I wanted to return to Kittitas County and see how things had changed for wind power there. Though I couldn’t visit the Kittitas Valley project, another project developed by the same company, the Wild Horse Wind farm has been in operation since 2006, even though it started later. Unlike most wind farms, the Wild Horse project welcomes guests and has a lovely, LEED Gold certified visitor’s center. Though we arrived after the last scheduled tour, one of the tour guides, David Wheeler, was willing to take us out and show us around. We donned hardhats and ventured out into the sun and light wind (by Kittitas Valley standards). He talked about the extensive work they did to protect the native plant species, the solar array that provides most of the energy to power the visitor’s center and the 149 wind turbines that provide 273 MW of electricity when the wind is blowing. While we were there it was what they consider light winds of only 17 mph. Most of the blades were spinning, but the output was only one-quarter of capacity.
Economically these wind farms have been great for Kittitas County.
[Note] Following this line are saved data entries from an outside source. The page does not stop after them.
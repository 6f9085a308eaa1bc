use glam::Vec2;

use crate::renderer::{DrawPipeline, SemiTransparency};
use crate::world::{Rgb, TexWindow};

/// One planar piece of a camera-facing sprite quad.
///
/// `p1`/`p2` are the bottom edge endpoints on the map plane, `yt`/`yb` the
/// top and bottom heights.  Pieces of the same sprite share `depth`, which
/// is the depth of the thing's anchor point and not of the piece itself.
#[derive(Clone, Copy, Debug, PartialEq)]
pub struct SpriteFrag {
    /// Next fragment filed under the same subsector.
    pub next: Option<u32>,
    pub depth: f32,
    pub p1: Vec2,
    pub p2: Vec2,
    pub yt: f32,
    pub yb: f32,
    pub ul: f32,
    pub ur: f32,
    pub vt: f32,
    pub vb: f32,
    pub window: TexWindow,
    pub color: Rgb,
    pub st_mul: SemiTransparency,
    pub pipeline: DrawPipeline,
}

/// Short line used to ask whether a sprite may be cut at some point.
#[derive(Clone, Copy, Debug, PartialEq)]
pub struct SplitTestLine {
    pub p1: Vec2,
    pub p2: Vec2,
    /// Height at which walls are tested.
    pub y: f32,
}

impl SpriteFrag {
    #[inline]
    pub fn mid_height(&self) -> f32 {
        (self.yt + self.yb) * 0.5
    }

    /// Short test line straddling the point `t` of the way from `p1` to `p2`.
    pub fn test_line(&self, t: f32, bias: f32) -> SplitTestLine {
        let t1 = (t * (1.0 - bias)).clamp(0.0, 1.0);
        let t2 = (t * (1.0 + bias)).clamp(0.0, 1.0);
        SplitTestLine {
            p1: self.p1.lerp(self.p2, t1),
            p2: self.p1.lerp(self.p2, t2),
            y: self.mid_height(),
        }
    }

    /// Cut at `t`; the first piece keeps `p1`, the second keeps `p2`.
    ///
    /// Both pieces get the very same boundary point and U coordinate.
    pub fn split_at(&self, t: f32) -> (SpriteFrag, SpriteFrag) {
        let p = self.p1.lerp(self.p2, t);
        let u = self.ul + (self.ur - self.ul) * t;
        let a = SpriteFrag {
            p2: p,
            ur: u,
            ..*self
        };
        let b = SpriteFrag {
            p1: p,
            ul: u,
            ..*self
        };
        (a, b)
    }
}

#[cfg(test)]
pub(crate) fn test_frag(p1: Vec2, p2: Vec2) -> SpriteFrag {
    SpriteFrag {
        next: None,
        depth: 100.0,
        p1,
        p2,
        yt: 56.0,
        yb: 0.0,
        ul: 0.0,
        ur: 40.0,
        vt: 0.0,
        vb: 56.0,
        window: TexWindow::default(),
        color: Rgb::FULLBRIGHT,
        st_mul: SemiTransparency::FULL,
        pipeline: DrawPipeline::SpriteMasked,
    }
}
There are 40 people working keeping this wind farm up and running, not counting David and the other tour guides. These are well-paid jobs that can’t be outsourced. And the county not only doesn’t have to hand out tax abatements, but these wind farms are a major source of tax revenues for the county and the state.
All the wind farms operating currently or in construction in Kittitas county can produce about a Giga-Watt of power when the wind is blowing. That’s comparable to a large nuclear power plant. These wind farms cost about $2 a watt to build or about $6 average watt when you factor in that on average they produce about a third of their capacity when you factor in the wind not blowing and maintenance. That’s more than efficiency investments, which is about $2 an average watt, but much cheaper than nuclear which is about $10 an average watt.
But wind does have challenges other than cost and NIMBYs. The big one is integration. How do you keep the electrical grid working when the wind isn’t blowing? The more wind you add to the grid the harder it is to integrate the next Mega-Watt. The other is transmission. Most people live far from where the wind is blowing and it’s going to take a major investment to get the energy from North Dakota to Miami. Wind farms spread across the country help both issues.